-------- Task inputs --------

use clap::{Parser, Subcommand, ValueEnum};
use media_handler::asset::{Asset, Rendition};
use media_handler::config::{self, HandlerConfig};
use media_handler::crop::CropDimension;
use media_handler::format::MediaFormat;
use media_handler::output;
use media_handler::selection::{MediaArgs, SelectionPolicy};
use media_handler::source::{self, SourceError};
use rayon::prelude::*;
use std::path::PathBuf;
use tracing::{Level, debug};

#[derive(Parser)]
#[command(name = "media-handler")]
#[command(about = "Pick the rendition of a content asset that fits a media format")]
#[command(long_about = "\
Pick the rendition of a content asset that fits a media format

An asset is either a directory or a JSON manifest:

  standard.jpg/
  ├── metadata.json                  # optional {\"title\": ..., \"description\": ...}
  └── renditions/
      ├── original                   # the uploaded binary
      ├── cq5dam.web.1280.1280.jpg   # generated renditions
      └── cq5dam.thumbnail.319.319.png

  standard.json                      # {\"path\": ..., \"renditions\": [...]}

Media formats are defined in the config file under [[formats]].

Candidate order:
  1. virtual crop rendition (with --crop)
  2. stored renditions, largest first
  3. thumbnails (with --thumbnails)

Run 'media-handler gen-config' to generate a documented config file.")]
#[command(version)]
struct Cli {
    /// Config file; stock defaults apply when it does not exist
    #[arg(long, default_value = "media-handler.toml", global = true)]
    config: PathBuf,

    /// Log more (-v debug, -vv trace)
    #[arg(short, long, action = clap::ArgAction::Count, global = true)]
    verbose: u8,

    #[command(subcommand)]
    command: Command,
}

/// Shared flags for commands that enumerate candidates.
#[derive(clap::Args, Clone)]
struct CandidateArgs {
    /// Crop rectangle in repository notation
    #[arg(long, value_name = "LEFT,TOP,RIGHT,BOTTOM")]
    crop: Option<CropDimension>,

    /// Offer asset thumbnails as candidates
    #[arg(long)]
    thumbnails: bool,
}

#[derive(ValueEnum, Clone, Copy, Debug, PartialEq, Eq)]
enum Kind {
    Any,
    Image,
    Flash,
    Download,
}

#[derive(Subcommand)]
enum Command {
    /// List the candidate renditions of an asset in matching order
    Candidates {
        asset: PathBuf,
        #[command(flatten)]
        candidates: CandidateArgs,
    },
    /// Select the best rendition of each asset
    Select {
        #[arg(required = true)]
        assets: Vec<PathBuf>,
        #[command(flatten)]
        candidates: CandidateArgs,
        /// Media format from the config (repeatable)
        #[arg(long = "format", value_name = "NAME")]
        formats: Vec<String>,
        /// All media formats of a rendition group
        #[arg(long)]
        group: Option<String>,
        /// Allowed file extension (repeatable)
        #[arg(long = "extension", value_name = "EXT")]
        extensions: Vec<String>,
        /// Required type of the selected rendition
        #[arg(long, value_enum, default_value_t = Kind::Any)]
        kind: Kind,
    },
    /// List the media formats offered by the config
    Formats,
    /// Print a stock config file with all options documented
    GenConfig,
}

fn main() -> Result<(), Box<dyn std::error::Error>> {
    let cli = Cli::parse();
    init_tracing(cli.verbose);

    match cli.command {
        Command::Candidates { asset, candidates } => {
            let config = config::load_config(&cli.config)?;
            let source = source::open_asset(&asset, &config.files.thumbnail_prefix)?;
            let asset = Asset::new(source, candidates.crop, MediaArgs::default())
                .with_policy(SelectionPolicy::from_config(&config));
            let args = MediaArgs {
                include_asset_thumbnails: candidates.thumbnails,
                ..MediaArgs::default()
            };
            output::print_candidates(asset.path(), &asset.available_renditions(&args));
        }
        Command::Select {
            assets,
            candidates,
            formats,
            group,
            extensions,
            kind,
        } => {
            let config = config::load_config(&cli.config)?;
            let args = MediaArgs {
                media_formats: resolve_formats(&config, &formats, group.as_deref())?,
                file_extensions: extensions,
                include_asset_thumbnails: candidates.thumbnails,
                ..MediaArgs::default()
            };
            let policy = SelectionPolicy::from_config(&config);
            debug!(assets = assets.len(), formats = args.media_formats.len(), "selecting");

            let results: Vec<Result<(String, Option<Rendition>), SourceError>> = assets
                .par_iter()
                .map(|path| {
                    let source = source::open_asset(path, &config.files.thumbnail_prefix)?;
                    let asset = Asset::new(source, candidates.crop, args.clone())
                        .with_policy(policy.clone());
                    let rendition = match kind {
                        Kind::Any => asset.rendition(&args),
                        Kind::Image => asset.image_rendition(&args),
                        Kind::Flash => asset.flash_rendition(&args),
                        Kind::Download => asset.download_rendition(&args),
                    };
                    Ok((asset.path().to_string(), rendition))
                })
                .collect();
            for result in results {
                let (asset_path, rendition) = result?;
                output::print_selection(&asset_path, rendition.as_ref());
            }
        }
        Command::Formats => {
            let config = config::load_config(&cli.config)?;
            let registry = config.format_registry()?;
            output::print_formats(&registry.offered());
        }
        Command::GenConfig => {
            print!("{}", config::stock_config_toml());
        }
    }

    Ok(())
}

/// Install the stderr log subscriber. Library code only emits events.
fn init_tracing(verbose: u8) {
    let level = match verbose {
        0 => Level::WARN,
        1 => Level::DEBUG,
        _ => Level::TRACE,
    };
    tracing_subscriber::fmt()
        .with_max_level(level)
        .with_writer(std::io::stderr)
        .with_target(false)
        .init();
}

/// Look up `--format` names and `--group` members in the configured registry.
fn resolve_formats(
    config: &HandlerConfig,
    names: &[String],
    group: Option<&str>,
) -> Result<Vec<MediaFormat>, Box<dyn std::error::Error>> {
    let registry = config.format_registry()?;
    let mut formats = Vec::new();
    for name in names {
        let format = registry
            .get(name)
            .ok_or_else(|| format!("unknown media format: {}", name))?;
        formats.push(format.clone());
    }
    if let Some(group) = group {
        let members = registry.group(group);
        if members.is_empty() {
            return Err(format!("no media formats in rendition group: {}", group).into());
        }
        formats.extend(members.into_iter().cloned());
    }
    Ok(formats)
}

--------

_What is being asked_
The required answer is a single number: how many lines above hold the string "standard".

_Exercise solution_
2